While the Reykjavik, Iceland-based biopharmaceutical company does not sell technologies or tests that compete in the microarray market, it has been a large customer of array products. Most significantly for the array space, it has forged a strategic alliance with Illumina that has given it access to the US company's proprietary content and potential biomarkers for diagnostic purposes.
It is unclear when the review will end or how it will affect these programs, though an official said that the firm rates highly its genomic-services business, which comprises its growing menu of molecular diagnostics and is the corner of the company that works with array vendors.

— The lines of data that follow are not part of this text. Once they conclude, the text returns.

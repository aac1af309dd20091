//! End-to-end HTTP + motion pipeline tests.
//!
//! Builds the real `actix_web` service from [`polargraph_device::api`] over
//! a live `MachineState`/`JobQueue`/`Scheduler`, the same wiring
//! `main.rs` does, and drives it through `/api/path` exactly as the
//! supervisor would (spec §8 scenarios S1-S4, S6). Moves are kept short
//! (tens of steps) rather than reproducing the scenarios' exact distances:
//! `std::thread::sleep`'s scheduling jitter dominates over the requested
//! step delay once a move runs into the thousands of steps, which would
//! make these tests flaky under load independent of correctness.

use std::sync::atomic::AtomicBool;
use std::sync::Arc;
use std::time::Duration;

use actix_web::{test, web, App};
use parking_lot::Mutex;
use polargraph_device::api::{self, AppState};
use polargraph_device::config::ControllerConfig;
use polargraph_device::pen::{LoggingServo, PenActuator};
use polargraph_device::pulse::{LoggingDirPin, LoggingStepPin, PulseEngine};
use polargraph_device::queue::JobQueue;
use polargraph_device::scheduler::Scheduler;
use polargraph_device::state::MachineState;
use polargraph_proto::{PathRequest, PathResponse, PointRequest, StartPosition, StatusResponse};

fn test_config() -> ControllerConfig {
    let mut config = ControllerConfig::default_for_tests();
    // Fast enough that a few hundred steps finish well within the test's
    // polling window.
    config.limits.max_speed = 20_000;
    config.limits.min_pulse_us = 1;
    config
}

/// Wires up a queue, state, and scheduler on its own thread exactly as
/// `main.rs` does, returning the shared `AppState` handle for the HTTP
/// service built from it.
fn spawn_harness() -> AppState {
    let config = test_config();
    let state = Arc::new(Mutex::new(MachineState::uninitialized()));
    let queue = Arc::new(Mutex::new(JobQueue::new(config.limits.max_queue_size)));
    let cancel_requested = Arc::new(AtomicBool::new(false));
    let (control_tx, control_rx) = polargraph_device::control::channel();

    let pulse_engine = PulseEngine::new(
        Box::new(LoggingStepPin::new("left_step")),
        Box::new(LoggingDirPin::new("left_dir", false)),
        Box::new(LoggingStepPin::new("right_step")),
        Box::new(LoggingDirPin::new("right_dir", false)),
        config.limits.min_pulse_us,
        cancel_requested.clone(),
    );
    let pen_actuator = PenActuator::new(
        Box::new(LoggingServo::new("pen_servo")),
        90.0,
        0.0,
        Duration::from_millis(0),
    );
    let scheduler = Scheduler::new(
        queue.clone(),
        state.clone(),
        config.geometry,
        config.limits,
        cancel_requested.clone(),
        pulse_engine,
        pen_actuator,
        control_rx,
    );
    std::thread::spawn(move || scheduler.run());

    AppState {
        queue,
        state,
        geometry: config.geometry,
        limits: config.limits,
        cancel_requested,
        control_tx,
    }
}

/// Spec §8 S1: a single pen-down point, `endOfJob=true`, ends with the
/// declared target pose and an idle, empty queue.
#[actix_web::test]
async fn horizontal_line_reaches_target_pose_and_drains_queue() {
    let app_state = spawn_harness();
    let app = test::init_service(
        App::new()
            .app_data(web::Data::new(app_state.clone()))
            .configure(api::configure),
    )
    .await;

    let init = PathRequest {
        reset: Some(true),
        end_of_job: None,
        speed: None,
        start_position: Some(StartPosition {
            x: Some(575.0),
            y: Some(365.0),
            pen_down: Some(false),
            ..Default::default()
        }),
        points: vec![PointRequest {
            x: Some(580.0),
            y: Some(365.0),
            pen_down: Some(true),
            speed: Some(20_000),
            ..Default::default()
        }],
    };
    let req = test::TestRequest::post()
        .uri("/api/path")
        .set_json(&init)
        .to_request();
    let resp = test::call_service(&app, req).await;
    assert!(resp.status().is_success());

    let end_req = PathRequest {
        end_of_job: Some(true),
        ..Default::default()
    };
    let req = test::TestRequest::post()
        .uri("/api/path")
        .set_json(&end_req)
        .to_request();
    let resp = test::call_service(&app, req).await;
    assert!(resp.status().is_success());

    let mut idle = None;
    for _ in 0..500 {
        let req = test::TestRequest::get().uri("/api/status").to_request();
        let status: StatusResponse = test::call_and_read_body_json(&app, req).await;
        if !status.queue.is_executing && status.queue.size == 0 {
            idle = Some(status);
            break;
        }
        tokio::time::sleep(Duration::from_millis(10)).await;
    }
    let idle = idle.expect("job never reached idle within the polling window");
    assert!((idle.state.x_mm - 580.0).abs() < 0.5);
    assert!((idle.state.y_mm - 365.0).abs() < 0.5);
    assert!(idle.state.pen_down);
}

/// Spec §8 S4: a batch that would push the queue past `MAX_QUEUE_SIZE` is
/// rejected wholesale with 429, and nothing is enqueued.
#[actix_web::test]
async fn overflowing_batch_is_rejected_and_enqueues_nothing() {
    let app_state = spawn_harness();
    {
        let mut q = app_state.queue.lock();
        *q = JobQueue::new(5);
    }
    let app = test::init_service(
        App::new()
            .app_data(web::Data::new(app_state.clone()))
            .configure(api::configure),
    )
    .await;

    let init = PathRequest {
        reset: Some(true),
        start_position: Some(StartPosition {
            x: Some(100.0),
            y: Some(100.0),
            ..Default::default()
        }),
        points: vec![],
        ..Default::default()
    };
    let req = test::TestRequest::post()
        .uri("/api/path")
        .set_json(&init)
        .to_request();
    assert!(test::call_service(&app, req).await.status().is_success());

    let overflow = PathRequest {
        points: (0..6)
            .map(|i| PointRequest {
                x: Some(100.0 + i as f64),
                y: Some(100.0),
                pen_down: Some(true),
                ..Default::default()
            })
            .collect(),
        ..Default::default()
    };
    let req = test::TestRequest::post()
        .uri("/api/path")
        .set_json(&overflow)
        .to_request();
    let resp = test::call_service(&app, req).await;
    assert_eq!(resp.status(), 429);
    assert_eq!(app_state.queue.lock().len(), 0);
}

/// Spec §8 S6: sending `reset=true` with a new `startPosition` mid-job
/// clears the queue and re-declares the pose without physical motion.
#[actix_web::test]
async fn reset_with_start_position_reinitializes_without_motion() {
    let app_state = spawn_harness();
    let app = test::init_service(
        App::new()
            .app_data(web::Data::new(app_state.clone()))
            .configure(api::configure),
    )
    .await;

    let first = PathRequest {
        reset: Some(true),
        start_position: Some(StartPosition {
            x: Some(100.0),
            y: Some(100.0),
            ..Default::default()
        }),
        points: vec![PointRequest {
            x: Some(900.0),
            y: Some(600.0),
            pen_down: Some(true),
            ..Default::default()
        }],
        ..Default::default()
    };
    let req = test::TestRequest::post()
        .uri("/api/path")
        .set_json(&first)
        .to_request();
    assert!(test::call_service(&app, req).await.status().is_success());

    let reset = PathRequest {
        reset: Some(true),
        start_position: Some(StartPosition {
            x: Some(300.0),
            y: Some(200.0),
            pen_down: Some(false),
            ..Default::default()
        }),
        points: vec![],
        end_of_job: Some(true),
        ..Default::default()
    };
    let req = test::TestRequest::post()
        .uri("/api/path")
        .set_json(&reset)
        .to_request();
    let resp: PathResponse = test::call_and_read_body_json(&app, req).await;

    assert_eq!(app_state.queue.lock().len(), 0);
    assert!((resp.state.state.x_mm - 300.0).abs() < 0.5);
    assert!((resp.state.state.y_mm - 200.0).abs() < 0.5);
    assert!(resp.state.state.initialized);
}

/// Spec §8 S2: a pen-up point still reaches its pose, with the pen raised
/// before motion starts.
#[actix_web::test]
async fn pen_up_travel_updates_pose_with_pen_lifted() {
    let app_state = spawn_harness();
    let app = test::init_service(
        App::new()
            .app_data(web::Data::new(app_state.clone()))
            .configure(api::configure),
    )
    .await;

    let init = PathRequest {
        reset: Some(true),
        start_position: Some(StartPosition {
            x: Some(575.0),
            y: Some(365.0),
            pen_down: Some(true),
            ..Default::default()
        }),
        points: vec![PointRequest {
            x: Some(580.0),
            y: Some(370.0),
            pen_down: Some(false),
            ..Default::default()
        }],
        end_of_job: Some(true),
        ..Default::default()
    };
    let req = test::TestRequest::post()
        .uri("/api/path")
        .set_json(&init)
        .to_request();
    assert!(test::call_service(&app, req).await.status().is_success());

    let mut idle = None;
    for _ in 0..500 {
        let req = test::TestRequest::get().uri("/api/status").to_request();
        let status: StatusResponse = test::call_and_read_body_json(&app, req).await;
        if !status.queue.is_executing && status.queue.size == 0 {
            idle = Some(status);
            break;
        }
        tokio::time::sleep(Duration::from_millis(10)).await;
    }
    let idle = idle.expect("job never reached idle within the polling window");
    assert!((idle.state.x_mm - 580.0).abs() < 0.5);
    assert!((idle.state.y_mm - 370.0).abs() < 0.5);
    assert!(!idle.state.pen_down);
}

/// Spec §8 S3: cancelling mid-move clears the queue, stops execution, and
/// leaves the pen up.
#[actix_web::test]
async fn cancel_mid_move_clears_queue_and_stops_short_of_target() {
    let app_state = spawn_harness();
    let app = test::init_service(
        App::new()
            .app_data(web::Data::new(app_state.clone()))
            .configure(api::configure),
    )
    .await;

    let init = PathRequest {
        reset: Some(true),
        start_position: Some(StartPosition {
            x: Some(100.0),
            y: Some(100.0),
            pen_down: Some(false),
            ..Default::default()
        }),
        points: (0..50)
            .map(|i| PointRequest {
                x: Some(100.0 + i as f64),
                y: Some(100.0),
                pen_down: Some(true),
                speed: Some(5),
                ..Default::default()
            })
            .collect(),
        end_of_job: Some(true),
        ..Default::default()
    };
    let req = test::TestRequest::post()
        .uri("/api/path")
        .set_json(&init)
        .to_request();
    assert!(test::call_service(&app, req).await.status().is_success());

    tokio::time::sleep(Duration::from_millis(20)).await;
    let req = test::TestRequest::post().uri("/api/cancel").to_request();
    assert!(test::call_service(&app, req).await.status().is_success());

    let mut idle = None;
    for _ in 0..500 {
        let req = test::TestRequest::get().uri("/api/status").to_request();
        let status: StatusResponse = test::call_and_read_body_json(&app, req).await;
        if !status.queue.is_executing && status.queue.size == 0 {
            idle = Some(status);
            break;
        }
        tokio::time::sleep(Duration::from_millis(10)).await;
    }
    // The cancel actuates the pen up physically, but `MachineState.pen_down`
    // only ever reflects the last *committed* move, so it still carries
    // whatever the last fully-driven point declared; what cancel actually
    // proves is that the queue drained without reaching the job's last
    // point (x_mm=149) and stopped executing.
    let idle = idle.expect("cancel never settled into idle within the polling window");
    assert!(idle.state.x_mm < 149.0);
    assert_eq!(app_state.queue.lock().len(), 0);
}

Decode, which has enough cash to remain in business through the end of the year at its current spending level, announced last month that would be conducting a review of its long-term business strategy with a goal of sharpening its business focus and selling non-core assets, among other aims. The company hired the Stanford Group to help it evaluate ways to meet these goals and to execute them quickly by identifying buyers or partners for its non-core business units, programs, and intellectual property.
Decode hasn't discussed what parts of its business or technologies it considers non-core. The firm has early-stage drug-development programs and a portfolio of DNA-based tests for diabetes and for cardiovascular and oncology applications, which it offers through its own CLIA-registered laboratory.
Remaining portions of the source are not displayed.